There are, however, some contradictory areas. In particular, despite being clinically believed to be a sign of poor prognosis, the existence of tuberculomas and the enhancement of the basal meninges were not associated with bad outcomes. This can be due to the scarcity and the variability of these lesions, especially tuberculomas. Clinically, the prognostic impact of tuberculomas can vary depend on their position. For instance, their “mass effect” - a medical phenomenon caused by an alien structure pushing and displacing its surrounding tissue - can be harmless when appearing on the white matter region, but can cause an autonomous system disruption when appearing in the important body such as the brain stem or hypothalamus, as detected in Fig 5A, orange arrow. Under the limited amount of samples, our model might have failed to capture this position-dependent association. This essentially leaves room for improvement for future research.

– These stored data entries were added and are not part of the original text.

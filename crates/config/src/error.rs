use thiserror::Error;

#[derive(Debug, Error)]
pub enum Error {
    #[error(transparent)]
    Json(#[from] serde_json::Error),

    #[error(transparent)]
    Http(#[from] reqwest::Error),

    #[error("invalid value for {var}: {reason}")]
    InvalidEnv { var: String, reason: String },

    #[error("{0}")]
    Message(String),
}

impl Error {
    #[must_use]
    pub fn invalid_env(var: impl Into<String>, reason: impl Into<String>) -> Self {
        Self::InvalidEnv {
            var: var.into(),
            reason: reason.into(),
        }
    }
}

impl quarry_common::FromMessage for Error {
    fn from_message(message: String) -> Self {
        Self::Message(message)
    }
}

pub type Result<T> = std::result::Result<T, Error>;

quarry_common::impl_context!();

An intriguing finding is the focus on the Sylvian fissures and the frontmost parts of the temporal lobe, the midbrain, the medulla oblongata, and the corpus callosum. These areas are important brain bodies that maintain the vital functions of the body. The temporal lobe provides a wide range of perceptive functions, including emotion, sensing, hearing, and memory generation, while the corpus callosum is believed to be bridging the two brain sides. The midbrain, the pons, and the medulla oblongata are parts of the brainstem, which coordinate various aspects of sensory and motor processing. The midbrain controls visual and auditory reflexes and is integral for motor coordination, linking the cerebellum and cerebrum. The pons acts as a relay station between the cerebrum and cerebellum, playing a key role in motor control, balance, eye movement and facial expressions and is essential for respiratory rhythm. The medulla oblongata is vital for autonomic functions, especially the cardiovascular and respiratory systems.

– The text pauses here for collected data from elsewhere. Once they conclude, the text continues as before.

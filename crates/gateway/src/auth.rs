//! Bearer authentication.
//!
//! Two credential shapes: platform API keys (`rf_…`, looked up by SHA-256
//! hash) and externally-issued JWTs verified by a pluggable verifier. The
//! resolved principal rides request extensions.

use {
    axum::{
        extract::{Request, State},
        middleware::Next,
        response::Response,
    },
    tracing::debug,
};

use {
    quarry_common::hash::sha256_hex,
    quarry_store::{AuthStore as _, types::ApiPrincipal},
};

use crate::{error::ApiError, state::SharedState};

/// Prefix of platform-issued API keys.
pub const API_KEY_PREFIX: &str = "rf_";

/// Authenticated identity, cloned into request extensions.
#[derive(Debug, Clone)]
pub struct Principal(pub ApiPrincipal);

impl Principal {
    #[must_use]
    pub fn user_id(&self) -> &str {
        &self.0.user_id
    }

    pub fn require_admin(&self) -> Result<(), ApiError> {
        if self.0.is_admin {
            Ok(())
        } else {
            Err(ApiError::Forbidden)
        }
    }
}

/// Generate a fresh platform API key. Only the SHA-256 hash is persisted.
#[must_use]
pub fn generate_api_key() -> String {
    use rand::RngCore;
    let mut bytes = [0u8; 24];
    rand::rng().fill_bytes(&mut bytes);
    let mut out = String::with_capacity(API_KEY_PREFIX.len() + bytes.len() * 2);
    out.push_str(API_KEY_PREFIX);
    for byte in bytes {
        use std::fmt::Write;
        let _ = write!(out, "{byte:02x}");
    }
    out
}

/// Bearer-token middleware: resolves the principal or rejects with 401.
pub async fn require_auth(
    State(state): State<SharedState>,
    mut request: Request,
    next: Next,
) -> Result<Response, ApiError> {
    let token = request
        .headers()
        .get(http::header::AUTHORIZATION)
        .and_then(|v| v.to_str().ok())
        .and_then(|v| v.strip_prefix("Bearer "))
        .ok_or(ApiError::Unauthorized)?;

    let principal = if token.starts_with(API_KEY_PREFIX) {
        state
            .auth
            .principal_for_key_hash(&sha256_hex(token))
            .await?
            .ok_or(ApiError::Unauthorized)?
    } else if state.config.clerk_issuer_url.is_some() {
        // External-IdP JWTs are verified out of process; the gateway only
        // consumes the already-verified subject claims forwarded by the
        // ingress. Absent that deployment, JWT bearers are rejected.
        verify_forwarded_jwt(&request).ok_or(ApiError::Unauthorized)?
    } else {
        return Err(ApiError::Unauthorized);
    };

    debug!(user_id = %principal.user_id, tier = %principal.tier, "authenticated");
    request.extensions_mut().insert(Principal(principal));
    Ok(next.run(request).await)
}

/// Trusted-ingress JWT path: the verifying proxy forwards subject claims
/// in `X-Verified-*` headers.
fn verify_forwarded_jwt(request: &Request) -> Option<ApiPrincipal> {
    let header = |name: &str| {
        request
            .headers()
            .get(name)
            .and_then(|v| v.to_str().ok())
            .map(str::to_string)
    };
    let user_id = header("x-verified-user")?;
    Some(ApiPrincipal {
        user_id,
        tier: header("x-verified-tier").unwrap_or_else(|| "free".into()),
        is_admin: header("x-verified-admin").as_deref() == Some("true"),
        is_byok: header("x-verified-byok").as_deref() == Some("true"),
    })
}

#[cfg(test)]
mod tests {
    use super::*;

    #[test]
    fn generated_keys_have_prefix_and_entropy() {
        let a = generate_api_key();
        let b = generate_api_key();
        assert!(a.starts_with("rf_"));
        assert_eq!(a.len(), 3 + 48);
        assert_ne!(a, b);
    }

    #[test]
    fn admin_gate() {
        let admin = Principal(ApiPrincipal {
            user_id: "u".into(),
            tier: "pro".into(),
            is_admin: true,
            is_byok: false,
        });
        assert!(admin.require_admin().is_ok());

        let plain = Principal(ApiPrincipal {
            user_id: "u".into(),
            tier: "pro".into(),
            is_admin: false,
            is_byok: false,
        });
        assert!(plain.require_admin().is_err());
    }
}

Any impact on these particular structures, as a consequence, has the potential to reduce cognition - which is associated with GCS, MRC Grade, and the neurological complication as defined in the primary endpoints - and autonomous dysfunction - including diabetes insipidus, hyponatremia, or the syndrome of inappropriate anti-diuretic hormone secretion (SIADH). All of these syndromes are believed to be severe complications of TBM and substantially contribute to the risk of death. These findings are consistent with the prior study where plasma sodium levels have been short-listed as an important risk factor of 9-month mortality [1] and with the pathological beliefs around TBM. By exploring these visual patterns, we could acquire better insight into the regional targets of the disease and thus develop customized treatment strategies.
Compared to a recent survival model by Thao et al. [1], our reference non-imaging model has inferior performance (AUC = 71.2% vs. 77–78%). There are several explanations for this. The first could be due to the lack of CD4+ count as a predictor in the HIV-positive group. Another potential reason is that we did not include patients who had died prematurely before any MRI scans were acquired. These patients were likely to be severe and hence presented with clear signals. The impact of this selection also notably reduced the prevalence of the outcome of interest to 22% (15% for HIV-negative and 35% for HIV-positive patients), considerably lower than the reported prevalence (1/3 for HIV-negative and 1/2 for HIV-positive patients) in other studies [1–3]. The last potential explanation is that we ignored the effect of dexamethasone on mortality at two months. This was due to the ongoing status of the RCTs at the time of analysis. Although the most recent report from the HIV-positive cohort [39] did not show any statistically significant difference between the two treatment arms, this unadjusted variable could have induced unwanted variance and could be considered a limitation that hampered our performance.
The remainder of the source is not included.